— What the task requires —
Your job is to report every line of the entries that has "registration".

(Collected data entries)
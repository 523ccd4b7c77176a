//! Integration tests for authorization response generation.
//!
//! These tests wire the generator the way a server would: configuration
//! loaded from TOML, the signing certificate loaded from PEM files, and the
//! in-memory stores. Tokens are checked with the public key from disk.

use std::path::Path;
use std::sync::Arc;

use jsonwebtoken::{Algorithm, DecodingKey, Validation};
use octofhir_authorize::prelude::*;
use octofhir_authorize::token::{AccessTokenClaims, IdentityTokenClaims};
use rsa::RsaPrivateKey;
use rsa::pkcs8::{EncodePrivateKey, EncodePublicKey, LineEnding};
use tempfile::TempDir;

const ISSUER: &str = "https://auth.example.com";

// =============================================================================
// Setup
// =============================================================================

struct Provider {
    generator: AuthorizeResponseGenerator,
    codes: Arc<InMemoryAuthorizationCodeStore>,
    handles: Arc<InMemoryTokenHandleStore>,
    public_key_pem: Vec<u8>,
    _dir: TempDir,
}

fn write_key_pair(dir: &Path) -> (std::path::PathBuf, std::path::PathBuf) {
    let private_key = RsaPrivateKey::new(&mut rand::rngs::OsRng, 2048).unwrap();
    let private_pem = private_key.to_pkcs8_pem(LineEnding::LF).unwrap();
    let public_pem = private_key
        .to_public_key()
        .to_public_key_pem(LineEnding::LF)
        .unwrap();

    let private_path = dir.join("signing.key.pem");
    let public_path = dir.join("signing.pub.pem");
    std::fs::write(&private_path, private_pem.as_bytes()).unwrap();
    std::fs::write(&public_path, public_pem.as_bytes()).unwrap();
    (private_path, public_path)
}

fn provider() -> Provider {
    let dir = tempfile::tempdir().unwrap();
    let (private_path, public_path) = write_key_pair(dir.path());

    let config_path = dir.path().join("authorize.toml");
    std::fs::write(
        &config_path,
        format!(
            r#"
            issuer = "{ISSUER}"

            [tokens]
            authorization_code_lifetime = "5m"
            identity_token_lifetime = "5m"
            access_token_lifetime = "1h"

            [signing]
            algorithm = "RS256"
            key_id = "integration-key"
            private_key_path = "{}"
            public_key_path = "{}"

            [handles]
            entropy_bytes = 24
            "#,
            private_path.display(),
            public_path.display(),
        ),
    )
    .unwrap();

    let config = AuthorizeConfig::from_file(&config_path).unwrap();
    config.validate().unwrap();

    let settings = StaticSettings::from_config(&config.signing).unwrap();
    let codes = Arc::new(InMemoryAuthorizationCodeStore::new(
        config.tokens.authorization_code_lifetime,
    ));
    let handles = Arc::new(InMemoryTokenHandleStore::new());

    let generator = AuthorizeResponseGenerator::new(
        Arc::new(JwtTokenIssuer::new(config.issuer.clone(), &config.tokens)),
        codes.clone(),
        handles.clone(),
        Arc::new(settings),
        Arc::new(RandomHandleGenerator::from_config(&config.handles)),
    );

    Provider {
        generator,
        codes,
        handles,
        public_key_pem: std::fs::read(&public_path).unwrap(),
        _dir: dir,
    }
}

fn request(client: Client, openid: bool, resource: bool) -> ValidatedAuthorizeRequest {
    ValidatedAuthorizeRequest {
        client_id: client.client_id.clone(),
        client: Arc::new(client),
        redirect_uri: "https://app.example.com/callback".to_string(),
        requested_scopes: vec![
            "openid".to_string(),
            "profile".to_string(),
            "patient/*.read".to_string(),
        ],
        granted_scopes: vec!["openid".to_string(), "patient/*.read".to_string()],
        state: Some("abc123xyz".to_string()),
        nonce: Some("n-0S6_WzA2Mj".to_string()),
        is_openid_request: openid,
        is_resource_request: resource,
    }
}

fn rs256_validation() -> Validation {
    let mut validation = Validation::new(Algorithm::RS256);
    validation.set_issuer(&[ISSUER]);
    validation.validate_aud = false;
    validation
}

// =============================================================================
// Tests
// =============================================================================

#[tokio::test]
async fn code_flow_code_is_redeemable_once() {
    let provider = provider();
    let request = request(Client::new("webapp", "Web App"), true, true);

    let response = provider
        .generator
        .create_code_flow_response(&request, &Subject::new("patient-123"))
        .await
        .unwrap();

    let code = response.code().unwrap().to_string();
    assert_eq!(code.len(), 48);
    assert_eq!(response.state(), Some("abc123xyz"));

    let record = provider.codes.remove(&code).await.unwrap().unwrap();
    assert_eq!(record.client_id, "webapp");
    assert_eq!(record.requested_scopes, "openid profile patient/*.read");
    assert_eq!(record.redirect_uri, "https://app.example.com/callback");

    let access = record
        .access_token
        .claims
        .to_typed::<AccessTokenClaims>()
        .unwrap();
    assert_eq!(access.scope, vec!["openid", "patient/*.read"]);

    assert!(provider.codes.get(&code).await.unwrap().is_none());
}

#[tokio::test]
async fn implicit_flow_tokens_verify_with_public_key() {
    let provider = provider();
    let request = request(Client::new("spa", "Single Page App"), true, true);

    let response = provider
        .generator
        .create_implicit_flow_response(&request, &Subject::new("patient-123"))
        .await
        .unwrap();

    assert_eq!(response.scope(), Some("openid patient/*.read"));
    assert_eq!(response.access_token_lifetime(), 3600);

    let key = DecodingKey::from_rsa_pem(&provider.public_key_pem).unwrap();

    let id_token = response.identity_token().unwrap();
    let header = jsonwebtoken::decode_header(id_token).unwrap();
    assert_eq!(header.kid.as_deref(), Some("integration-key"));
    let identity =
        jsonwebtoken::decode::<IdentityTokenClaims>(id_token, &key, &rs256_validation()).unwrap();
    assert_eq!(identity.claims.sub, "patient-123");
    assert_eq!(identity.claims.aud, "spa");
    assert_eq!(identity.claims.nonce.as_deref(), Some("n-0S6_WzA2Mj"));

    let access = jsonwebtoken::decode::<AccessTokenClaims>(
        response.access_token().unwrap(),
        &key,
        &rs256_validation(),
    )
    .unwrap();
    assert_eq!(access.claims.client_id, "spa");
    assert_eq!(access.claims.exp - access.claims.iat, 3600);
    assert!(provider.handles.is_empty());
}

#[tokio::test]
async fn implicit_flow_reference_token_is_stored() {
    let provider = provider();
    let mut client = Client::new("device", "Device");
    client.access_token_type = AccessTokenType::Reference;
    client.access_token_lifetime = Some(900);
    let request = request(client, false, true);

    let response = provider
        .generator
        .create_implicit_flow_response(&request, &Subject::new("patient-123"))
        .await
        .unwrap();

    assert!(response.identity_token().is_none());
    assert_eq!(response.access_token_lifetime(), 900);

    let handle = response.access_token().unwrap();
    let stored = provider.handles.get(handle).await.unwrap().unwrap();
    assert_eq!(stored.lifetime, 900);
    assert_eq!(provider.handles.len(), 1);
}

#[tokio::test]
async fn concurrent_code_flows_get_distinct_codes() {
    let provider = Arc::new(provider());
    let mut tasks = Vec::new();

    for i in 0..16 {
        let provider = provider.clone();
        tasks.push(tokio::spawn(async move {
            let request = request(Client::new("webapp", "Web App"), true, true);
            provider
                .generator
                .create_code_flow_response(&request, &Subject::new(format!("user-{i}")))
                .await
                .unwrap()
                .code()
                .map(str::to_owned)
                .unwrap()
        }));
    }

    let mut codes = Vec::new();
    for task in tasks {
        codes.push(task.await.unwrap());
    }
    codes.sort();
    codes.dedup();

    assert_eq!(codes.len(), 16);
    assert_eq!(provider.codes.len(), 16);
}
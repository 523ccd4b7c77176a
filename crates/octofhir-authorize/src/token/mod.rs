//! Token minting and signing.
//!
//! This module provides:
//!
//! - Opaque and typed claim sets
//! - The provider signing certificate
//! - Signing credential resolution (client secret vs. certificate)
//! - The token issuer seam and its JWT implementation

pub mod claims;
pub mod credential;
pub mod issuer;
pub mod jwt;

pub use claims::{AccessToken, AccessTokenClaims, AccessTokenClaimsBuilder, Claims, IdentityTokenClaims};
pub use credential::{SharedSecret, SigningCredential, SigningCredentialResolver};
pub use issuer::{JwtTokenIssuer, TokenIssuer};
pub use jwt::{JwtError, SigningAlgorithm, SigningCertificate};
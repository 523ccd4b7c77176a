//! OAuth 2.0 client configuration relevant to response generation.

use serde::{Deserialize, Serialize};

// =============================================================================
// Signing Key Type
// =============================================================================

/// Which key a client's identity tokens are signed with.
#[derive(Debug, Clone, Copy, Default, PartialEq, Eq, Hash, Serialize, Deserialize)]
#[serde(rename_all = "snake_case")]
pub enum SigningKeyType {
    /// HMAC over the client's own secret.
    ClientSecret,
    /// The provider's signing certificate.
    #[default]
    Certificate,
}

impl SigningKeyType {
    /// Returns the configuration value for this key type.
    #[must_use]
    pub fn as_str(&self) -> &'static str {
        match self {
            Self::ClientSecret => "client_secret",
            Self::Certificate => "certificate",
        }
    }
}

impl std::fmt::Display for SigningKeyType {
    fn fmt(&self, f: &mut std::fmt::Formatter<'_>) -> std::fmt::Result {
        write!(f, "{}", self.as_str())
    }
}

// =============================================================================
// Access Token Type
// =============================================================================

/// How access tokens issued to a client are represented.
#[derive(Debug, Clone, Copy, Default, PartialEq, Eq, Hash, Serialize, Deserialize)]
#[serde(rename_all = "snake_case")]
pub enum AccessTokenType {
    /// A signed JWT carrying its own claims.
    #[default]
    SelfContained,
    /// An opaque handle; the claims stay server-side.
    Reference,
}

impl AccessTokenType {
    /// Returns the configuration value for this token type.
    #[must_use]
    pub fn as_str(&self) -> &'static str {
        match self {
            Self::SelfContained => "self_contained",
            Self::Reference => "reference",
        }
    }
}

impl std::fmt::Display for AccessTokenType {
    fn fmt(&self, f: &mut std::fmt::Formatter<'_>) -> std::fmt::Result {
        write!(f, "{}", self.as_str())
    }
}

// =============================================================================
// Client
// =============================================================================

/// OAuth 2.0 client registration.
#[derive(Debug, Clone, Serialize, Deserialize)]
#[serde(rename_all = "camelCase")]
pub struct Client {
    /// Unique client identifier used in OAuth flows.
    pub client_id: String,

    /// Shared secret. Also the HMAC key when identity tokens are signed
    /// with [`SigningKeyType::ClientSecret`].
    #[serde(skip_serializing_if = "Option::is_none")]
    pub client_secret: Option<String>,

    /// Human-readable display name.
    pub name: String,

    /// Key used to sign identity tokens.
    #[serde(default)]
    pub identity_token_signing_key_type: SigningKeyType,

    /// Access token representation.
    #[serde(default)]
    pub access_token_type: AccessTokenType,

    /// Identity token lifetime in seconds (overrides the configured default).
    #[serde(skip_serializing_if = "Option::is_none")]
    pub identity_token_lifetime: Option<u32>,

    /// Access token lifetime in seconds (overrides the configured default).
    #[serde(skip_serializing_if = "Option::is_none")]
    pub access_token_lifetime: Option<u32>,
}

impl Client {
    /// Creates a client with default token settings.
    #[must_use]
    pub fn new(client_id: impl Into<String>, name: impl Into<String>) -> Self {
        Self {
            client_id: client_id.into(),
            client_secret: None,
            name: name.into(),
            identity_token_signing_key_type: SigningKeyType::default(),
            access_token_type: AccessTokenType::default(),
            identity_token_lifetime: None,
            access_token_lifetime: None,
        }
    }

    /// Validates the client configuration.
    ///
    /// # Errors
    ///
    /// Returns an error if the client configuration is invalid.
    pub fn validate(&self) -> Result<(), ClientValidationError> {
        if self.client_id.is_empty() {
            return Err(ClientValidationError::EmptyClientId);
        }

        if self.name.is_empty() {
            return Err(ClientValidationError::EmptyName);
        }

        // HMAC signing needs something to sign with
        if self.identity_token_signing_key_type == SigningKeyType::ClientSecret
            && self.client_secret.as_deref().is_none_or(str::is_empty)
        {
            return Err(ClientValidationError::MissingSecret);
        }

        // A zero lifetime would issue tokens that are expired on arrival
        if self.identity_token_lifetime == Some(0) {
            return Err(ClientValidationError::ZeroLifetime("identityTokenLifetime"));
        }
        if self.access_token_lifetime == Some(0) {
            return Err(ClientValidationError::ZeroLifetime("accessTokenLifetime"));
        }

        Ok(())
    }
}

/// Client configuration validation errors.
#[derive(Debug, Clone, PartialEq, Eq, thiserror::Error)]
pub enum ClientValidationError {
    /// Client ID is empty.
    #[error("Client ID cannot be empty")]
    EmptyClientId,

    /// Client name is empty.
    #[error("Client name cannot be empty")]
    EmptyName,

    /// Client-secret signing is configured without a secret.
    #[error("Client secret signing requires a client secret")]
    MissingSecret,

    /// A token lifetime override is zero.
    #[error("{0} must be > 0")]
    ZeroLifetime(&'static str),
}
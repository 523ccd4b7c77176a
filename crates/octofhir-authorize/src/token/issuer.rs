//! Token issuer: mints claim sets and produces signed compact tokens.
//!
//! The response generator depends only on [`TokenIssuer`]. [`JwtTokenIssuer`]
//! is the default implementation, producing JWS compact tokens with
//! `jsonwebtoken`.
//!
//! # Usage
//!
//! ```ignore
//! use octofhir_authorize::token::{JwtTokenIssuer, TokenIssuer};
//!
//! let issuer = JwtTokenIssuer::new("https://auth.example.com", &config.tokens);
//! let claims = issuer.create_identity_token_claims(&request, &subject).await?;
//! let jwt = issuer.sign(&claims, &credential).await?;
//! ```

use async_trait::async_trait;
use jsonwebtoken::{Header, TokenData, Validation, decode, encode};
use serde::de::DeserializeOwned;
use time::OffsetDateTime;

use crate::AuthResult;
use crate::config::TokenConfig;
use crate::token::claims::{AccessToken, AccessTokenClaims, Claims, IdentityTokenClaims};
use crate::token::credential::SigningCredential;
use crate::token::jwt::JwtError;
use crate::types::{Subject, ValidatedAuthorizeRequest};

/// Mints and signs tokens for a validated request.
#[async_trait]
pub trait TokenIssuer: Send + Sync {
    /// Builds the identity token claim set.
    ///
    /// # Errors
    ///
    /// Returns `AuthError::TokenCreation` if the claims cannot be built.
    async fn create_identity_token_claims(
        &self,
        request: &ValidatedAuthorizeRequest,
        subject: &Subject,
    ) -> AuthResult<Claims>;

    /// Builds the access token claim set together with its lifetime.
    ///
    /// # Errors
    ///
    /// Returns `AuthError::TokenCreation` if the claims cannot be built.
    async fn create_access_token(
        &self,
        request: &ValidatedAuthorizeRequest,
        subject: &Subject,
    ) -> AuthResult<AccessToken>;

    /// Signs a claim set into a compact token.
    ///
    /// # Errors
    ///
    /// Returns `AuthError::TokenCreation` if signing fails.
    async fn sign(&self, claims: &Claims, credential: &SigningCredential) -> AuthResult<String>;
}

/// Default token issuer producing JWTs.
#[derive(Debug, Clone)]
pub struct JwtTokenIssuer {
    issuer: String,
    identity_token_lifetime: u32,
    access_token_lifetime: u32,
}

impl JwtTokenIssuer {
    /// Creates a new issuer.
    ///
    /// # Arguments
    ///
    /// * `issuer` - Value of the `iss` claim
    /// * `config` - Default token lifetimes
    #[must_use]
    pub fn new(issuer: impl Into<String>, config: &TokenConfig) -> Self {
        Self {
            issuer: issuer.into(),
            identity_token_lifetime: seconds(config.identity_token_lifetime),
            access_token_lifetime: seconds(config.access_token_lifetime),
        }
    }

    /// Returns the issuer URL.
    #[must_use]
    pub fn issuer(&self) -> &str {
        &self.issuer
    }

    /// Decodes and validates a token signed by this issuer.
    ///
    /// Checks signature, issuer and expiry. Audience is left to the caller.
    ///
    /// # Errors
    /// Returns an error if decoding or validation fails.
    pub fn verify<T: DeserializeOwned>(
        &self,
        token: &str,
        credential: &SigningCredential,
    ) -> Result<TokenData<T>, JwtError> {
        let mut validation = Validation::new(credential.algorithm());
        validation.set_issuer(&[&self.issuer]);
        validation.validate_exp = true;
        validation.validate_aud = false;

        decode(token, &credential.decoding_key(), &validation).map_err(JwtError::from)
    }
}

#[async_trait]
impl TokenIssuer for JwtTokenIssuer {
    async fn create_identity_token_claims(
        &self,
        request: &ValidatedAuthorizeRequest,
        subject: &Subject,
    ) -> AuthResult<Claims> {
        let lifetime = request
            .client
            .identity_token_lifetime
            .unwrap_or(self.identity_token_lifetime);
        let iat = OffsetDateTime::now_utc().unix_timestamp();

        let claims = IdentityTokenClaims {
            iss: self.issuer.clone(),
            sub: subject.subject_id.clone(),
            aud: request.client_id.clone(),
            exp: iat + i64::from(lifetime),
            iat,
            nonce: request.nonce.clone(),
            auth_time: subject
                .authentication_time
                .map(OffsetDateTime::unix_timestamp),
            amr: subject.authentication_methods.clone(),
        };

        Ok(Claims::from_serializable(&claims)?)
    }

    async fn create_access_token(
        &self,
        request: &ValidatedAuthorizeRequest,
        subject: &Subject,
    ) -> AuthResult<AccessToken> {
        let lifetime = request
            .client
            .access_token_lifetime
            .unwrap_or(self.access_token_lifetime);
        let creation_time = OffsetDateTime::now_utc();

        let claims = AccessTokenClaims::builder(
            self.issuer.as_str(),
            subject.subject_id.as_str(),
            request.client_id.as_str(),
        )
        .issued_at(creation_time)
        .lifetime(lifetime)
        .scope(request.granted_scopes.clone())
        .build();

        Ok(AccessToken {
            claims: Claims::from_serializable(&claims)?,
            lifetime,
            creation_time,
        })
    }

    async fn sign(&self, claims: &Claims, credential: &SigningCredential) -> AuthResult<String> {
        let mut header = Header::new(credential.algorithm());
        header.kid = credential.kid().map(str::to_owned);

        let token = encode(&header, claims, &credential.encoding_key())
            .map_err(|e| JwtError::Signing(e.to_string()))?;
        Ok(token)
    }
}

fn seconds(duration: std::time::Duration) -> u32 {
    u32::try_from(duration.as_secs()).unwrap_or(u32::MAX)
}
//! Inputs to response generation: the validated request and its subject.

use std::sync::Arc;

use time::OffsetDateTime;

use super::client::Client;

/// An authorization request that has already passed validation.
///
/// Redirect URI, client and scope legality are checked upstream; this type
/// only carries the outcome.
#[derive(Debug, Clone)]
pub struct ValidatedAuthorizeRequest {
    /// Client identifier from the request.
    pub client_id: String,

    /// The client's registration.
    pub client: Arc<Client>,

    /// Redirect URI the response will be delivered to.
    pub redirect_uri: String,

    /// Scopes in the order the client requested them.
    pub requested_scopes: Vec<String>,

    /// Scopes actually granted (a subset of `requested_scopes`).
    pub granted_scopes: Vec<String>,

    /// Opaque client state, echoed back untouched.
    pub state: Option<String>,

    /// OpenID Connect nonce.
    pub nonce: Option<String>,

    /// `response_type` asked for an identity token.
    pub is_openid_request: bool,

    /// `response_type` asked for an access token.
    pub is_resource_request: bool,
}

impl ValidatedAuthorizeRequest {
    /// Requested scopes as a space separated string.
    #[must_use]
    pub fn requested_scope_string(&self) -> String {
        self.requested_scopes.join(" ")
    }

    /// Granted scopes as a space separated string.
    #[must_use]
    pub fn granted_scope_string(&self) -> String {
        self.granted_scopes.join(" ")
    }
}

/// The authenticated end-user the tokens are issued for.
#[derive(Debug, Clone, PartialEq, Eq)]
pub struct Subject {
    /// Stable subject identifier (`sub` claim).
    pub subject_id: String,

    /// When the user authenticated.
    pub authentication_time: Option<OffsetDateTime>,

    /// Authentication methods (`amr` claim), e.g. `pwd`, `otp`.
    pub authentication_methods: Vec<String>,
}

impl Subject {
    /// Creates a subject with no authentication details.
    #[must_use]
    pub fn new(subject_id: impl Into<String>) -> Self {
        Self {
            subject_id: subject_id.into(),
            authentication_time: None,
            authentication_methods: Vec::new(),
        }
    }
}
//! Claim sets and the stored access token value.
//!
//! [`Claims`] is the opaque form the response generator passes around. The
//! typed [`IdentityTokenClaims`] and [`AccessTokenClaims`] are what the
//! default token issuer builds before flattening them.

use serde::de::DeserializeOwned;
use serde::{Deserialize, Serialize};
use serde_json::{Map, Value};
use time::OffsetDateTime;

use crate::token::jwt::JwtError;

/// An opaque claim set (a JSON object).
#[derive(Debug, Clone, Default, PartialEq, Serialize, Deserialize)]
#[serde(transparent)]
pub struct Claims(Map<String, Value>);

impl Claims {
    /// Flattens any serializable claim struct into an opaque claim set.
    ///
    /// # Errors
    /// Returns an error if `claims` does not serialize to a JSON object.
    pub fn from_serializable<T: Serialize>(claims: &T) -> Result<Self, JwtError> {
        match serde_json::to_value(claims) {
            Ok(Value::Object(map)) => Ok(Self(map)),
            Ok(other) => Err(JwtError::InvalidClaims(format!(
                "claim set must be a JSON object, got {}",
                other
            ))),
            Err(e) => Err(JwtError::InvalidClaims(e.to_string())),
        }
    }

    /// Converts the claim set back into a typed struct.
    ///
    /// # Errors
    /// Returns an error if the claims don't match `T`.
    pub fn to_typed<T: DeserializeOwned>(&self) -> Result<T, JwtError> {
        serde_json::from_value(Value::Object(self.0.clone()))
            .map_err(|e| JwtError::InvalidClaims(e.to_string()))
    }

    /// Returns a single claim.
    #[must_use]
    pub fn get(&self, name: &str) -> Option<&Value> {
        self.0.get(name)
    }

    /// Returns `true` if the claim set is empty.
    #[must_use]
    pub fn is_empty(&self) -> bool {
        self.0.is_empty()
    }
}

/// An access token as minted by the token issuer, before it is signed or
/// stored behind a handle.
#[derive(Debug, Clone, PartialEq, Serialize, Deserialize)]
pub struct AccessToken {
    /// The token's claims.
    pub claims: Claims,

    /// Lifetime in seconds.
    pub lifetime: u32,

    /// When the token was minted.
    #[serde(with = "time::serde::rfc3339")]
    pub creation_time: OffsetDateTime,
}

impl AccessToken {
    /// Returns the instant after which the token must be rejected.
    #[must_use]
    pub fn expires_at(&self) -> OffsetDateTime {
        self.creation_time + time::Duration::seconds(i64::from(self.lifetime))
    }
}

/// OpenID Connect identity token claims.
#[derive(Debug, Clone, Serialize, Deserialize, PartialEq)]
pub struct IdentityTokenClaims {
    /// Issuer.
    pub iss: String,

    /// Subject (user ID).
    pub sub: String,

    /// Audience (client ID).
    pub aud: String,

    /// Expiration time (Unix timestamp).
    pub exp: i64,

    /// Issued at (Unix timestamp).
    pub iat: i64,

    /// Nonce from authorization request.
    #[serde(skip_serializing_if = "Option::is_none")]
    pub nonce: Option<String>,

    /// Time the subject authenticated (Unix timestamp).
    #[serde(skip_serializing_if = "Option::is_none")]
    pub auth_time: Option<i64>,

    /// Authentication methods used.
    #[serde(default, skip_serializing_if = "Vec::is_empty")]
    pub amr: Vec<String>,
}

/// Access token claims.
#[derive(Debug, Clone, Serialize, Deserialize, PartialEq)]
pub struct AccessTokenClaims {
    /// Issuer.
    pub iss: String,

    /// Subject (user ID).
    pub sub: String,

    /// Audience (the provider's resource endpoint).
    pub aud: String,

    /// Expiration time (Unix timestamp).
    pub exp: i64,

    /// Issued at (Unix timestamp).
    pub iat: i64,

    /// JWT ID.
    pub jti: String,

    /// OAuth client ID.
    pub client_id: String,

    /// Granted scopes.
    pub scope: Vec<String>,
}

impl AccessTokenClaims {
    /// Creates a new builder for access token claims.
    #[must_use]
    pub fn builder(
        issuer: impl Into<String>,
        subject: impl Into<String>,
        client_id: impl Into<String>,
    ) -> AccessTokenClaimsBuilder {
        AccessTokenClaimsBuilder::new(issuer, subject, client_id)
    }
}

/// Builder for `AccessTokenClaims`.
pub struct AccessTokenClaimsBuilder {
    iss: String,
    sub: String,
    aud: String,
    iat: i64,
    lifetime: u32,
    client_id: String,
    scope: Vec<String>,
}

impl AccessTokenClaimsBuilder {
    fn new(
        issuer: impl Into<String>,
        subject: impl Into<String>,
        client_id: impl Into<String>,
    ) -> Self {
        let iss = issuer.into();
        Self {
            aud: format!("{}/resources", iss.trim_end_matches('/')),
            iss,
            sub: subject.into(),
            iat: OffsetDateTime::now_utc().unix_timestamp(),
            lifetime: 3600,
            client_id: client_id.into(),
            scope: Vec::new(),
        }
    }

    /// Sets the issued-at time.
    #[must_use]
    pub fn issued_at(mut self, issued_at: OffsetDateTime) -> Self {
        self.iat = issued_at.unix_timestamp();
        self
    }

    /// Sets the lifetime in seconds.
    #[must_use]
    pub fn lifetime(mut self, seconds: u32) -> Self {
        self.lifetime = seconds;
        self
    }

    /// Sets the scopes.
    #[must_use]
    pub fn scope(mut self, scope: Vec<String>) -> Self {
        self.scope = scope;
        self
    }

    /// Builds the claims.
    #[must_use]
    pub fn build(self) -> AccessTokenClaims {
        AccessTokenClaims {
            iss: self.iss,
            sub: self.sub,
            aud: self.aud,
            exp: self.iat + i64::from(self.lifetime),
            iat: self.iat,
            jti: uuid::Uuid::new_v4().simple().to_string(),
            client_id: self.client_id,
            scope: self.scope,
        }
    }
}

— Problem solution —
/// OAuth 2.0 client registration.
    /// The client's registration.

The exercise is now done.